Problem statement:
Please show every line in the entries below that includes the word "OutputFormat".

Saved entries:
'''
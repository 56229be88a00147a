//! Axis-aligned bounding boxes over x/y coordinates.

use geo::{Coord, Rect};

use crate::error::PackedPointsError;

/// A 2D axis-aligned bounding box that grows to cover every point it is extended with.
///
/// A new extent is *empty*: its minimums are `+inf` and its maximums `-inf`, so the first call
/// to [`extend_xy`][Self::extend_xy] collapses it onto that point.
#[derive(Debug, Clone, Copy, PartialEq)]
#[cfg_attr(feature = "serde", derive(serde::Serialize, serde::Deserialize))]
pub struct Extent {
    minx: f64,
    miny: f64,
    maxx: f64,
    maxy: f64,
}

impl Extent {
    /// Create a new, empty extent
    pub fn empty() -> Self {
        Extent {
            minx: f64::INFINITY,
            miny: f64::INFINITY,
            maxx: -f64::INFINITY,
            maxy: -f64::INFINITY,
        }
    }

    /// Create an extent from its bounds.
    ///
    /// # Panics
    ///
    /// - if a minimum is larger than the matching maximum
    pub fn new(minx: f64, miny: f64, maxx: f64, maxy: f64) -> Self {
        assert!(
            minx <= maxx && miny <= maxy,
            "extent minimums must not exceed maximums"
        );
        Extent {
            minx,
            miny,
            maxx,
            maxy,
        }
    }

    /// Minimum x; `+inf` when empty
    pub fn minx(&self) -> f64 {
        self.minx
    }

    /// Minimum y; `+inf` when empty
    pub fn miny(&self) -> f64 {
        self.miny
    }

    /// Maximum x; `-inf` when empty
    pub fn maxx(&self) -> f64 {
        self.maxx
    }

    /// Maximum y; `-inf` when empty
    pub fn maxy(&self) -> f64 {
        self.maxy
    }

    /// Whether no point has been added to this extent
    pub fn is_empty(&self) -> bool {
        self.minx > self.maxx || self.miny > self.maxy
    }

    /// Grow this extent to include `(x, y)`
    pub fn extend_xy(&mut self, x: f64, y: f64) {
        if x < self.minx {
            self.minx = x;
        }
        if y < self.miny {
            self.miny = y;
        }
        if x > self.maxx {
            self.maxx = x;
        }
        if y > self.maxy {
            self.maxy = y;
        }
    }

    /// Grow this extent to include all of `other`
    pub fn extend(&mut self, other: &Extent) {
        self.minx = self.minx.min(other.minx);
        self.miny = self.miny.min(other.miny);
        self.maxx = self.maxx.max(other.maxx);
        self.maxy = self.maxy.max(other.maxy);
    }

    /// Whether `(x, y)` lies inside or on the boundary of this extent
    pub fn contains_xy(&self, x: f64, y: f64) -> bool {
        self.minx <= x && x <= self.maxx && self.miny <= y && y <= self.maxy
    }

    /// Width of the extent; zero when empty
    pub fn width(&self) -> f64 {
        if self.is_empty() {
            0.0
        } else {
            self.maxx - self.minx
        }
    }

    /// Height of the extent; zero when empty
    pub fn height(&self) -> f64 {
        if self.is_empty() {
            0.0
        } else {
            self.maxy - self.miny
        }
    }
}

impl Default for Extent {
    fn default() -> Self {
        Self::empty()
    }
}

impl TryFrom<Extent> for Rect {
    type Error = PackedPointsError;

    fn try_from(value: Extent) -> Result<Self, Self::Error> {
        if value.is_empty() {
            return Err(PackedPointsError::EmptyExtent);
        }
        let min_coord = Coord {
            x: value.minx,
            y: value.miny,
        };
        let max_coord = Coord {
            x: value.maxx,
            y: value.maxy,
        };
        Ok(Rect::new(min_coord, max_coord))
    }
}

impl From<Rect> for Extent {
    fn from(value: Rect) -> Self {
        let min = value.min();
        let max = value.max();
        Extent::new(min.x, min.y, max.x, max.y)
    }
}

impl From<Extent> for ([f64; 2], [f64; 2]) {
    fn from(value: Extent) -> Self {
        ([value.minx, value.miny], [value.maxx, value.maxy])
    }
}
'''
'''
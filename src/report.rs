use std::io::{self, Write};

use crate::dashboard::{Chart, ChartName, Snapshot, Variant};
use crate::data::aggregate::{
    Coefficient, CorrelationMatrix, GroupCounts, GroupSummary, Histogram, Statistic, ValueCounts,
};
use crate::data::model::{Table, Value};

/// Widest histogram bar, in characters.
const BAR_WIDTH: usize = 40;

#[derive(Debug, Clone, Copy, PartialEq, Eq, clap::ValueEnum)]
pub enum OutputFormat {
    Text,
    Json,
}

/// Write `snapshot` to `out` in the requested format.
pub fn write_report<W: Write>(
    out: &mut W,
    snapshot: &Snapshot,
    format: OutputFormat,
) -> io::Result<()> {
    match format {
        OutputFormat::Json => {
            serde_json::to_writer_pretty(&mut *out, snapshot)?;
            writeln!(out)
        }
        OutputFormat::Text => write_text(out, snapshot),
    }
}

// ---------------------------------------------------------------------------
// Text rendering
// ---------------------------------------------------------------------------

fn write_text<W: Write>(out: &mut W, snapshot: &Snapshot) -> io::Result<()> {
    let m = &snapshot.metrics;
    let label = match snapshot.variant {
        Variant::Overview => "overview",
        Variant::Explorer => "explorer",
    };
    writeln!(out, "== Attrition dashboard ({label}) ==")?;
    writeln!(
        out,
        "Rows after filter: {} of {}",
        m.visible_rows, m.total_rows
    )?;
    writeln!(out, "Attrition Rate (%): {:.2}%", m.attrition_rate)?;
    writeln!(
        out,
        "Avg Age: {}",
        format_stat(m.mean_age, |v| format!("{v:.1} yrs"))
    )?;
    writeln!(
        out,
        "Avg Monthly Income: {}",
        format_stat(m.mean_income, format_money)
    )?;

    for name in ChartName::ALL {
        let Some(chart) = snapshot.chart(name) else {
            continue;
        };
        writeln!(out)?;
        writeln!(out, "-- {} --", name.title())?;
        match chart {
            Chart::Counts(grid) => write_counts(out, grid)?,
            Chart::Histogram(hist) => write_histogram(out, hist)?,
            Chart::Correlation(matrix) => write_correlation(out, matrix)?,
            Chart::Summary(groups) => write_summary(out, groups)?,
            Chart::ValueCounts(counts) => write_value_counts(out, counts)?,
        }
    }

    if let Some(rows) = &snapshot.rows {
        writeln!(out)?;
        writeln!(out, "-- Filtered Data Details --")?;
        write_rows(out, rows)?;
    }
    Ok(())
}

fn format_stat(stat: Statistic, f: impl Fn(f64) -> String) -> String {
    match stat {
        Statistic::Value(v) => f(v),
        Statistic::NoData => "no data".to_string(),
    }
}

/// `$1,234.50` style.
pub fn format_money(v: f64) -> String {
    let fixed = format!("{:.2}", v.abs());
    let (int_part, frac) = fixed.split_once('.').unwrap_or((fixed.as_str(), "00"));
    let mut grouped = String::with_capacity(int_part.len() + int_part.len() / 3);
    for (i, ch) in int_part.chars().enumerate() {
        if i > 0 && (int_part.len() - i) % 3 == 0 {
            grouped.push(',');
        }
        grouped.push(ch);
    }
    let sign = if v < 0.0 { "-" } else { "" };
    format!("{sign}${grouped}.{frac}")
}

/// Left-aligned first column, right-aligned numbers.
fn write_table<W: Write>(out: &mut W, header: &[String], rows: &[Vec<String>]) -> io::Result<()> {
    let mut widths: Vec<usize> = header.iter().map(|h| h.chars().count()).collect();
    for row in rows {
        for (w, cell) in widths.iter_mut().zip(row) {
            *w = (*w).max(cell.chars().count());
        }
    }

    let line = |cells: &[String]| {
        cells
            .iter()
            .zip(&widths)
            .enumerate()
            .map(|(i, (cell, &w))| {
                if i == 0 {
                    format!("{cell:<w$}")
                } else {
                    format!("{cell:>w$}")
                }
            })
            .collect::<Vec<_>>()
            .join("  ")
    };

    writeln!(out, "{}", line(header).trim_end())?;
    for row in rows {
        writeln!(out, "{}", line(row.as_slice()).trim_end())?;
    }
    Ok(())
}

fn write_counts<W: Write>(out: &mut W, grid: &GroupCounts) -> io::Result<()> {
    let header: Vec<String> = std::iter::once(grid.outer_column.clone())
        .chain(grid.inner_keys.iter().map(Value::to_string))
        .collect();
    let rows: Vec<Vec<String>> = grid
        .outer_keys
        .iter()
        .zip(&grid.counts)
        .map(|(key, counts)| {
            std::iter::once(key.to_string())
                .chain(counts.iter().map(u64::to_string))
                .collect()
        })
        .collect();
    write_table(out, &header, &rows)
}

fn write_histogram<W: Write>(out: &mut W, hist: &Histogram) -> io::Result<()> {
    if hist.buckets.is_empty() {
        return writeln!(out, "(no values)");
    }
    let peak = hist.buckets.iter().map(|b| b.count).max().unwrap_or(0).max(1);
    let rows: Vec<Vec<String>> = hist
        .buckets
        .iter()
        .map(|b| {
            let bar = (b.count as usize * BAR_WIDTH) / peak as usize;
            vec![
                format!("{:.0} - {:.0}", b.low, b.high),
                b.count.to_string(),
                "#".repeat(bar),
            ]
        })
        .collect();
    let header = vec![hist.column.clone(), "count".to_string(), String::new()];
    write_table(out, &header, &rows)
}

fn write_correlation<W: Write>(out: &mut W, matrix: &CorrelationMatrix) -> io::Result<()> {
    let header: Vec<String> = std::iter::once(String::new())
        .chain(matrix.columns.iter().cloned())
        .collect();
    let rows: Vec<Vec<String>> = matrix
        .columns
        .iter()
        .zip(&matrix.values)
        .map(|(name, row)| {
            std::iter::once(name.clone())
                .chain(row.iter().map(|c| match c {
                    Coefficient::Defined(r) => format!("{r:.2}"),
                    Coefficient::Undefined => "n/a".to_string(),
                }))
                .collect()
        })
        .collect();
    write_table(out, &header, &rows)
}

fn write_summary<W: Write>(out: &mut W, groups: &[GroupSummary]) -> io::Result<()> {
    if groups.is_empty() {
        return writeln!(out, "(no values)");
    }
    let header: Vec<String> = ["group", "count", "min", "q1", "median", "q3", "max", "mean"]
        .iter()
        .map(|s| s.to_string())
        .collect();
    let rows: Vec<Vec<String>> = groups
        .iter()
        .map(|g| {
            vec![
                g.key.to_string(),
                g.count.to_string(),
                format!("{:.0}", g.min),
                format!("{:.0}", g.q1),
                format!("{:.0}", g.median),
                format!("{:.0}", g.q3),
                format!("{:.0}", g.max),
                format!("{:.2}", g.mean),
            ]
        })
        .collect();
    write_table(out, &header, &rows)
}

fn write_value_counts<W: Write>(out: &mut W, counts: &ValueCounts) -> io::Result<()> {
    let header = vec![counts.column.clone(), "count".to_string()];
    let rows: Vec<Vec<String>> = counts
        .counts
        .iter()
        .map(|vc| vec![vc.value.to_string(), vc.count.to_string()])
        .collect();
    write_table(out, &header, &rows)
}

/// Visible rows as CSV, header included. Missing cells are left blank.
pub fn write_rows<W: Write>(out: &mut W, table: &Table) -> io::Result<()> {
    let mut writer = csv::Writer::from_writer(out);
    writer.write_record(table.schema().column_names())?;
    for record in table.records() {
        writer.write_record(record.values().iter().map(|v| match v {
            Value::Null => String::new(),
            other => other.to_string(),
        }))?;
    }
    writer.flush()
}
'''
Task response:
pub enum OutputFormat {
    format: OutputFormat,
        OutputFormat::Json => {
        OutputFormat::Text => write_text(out, snapshot),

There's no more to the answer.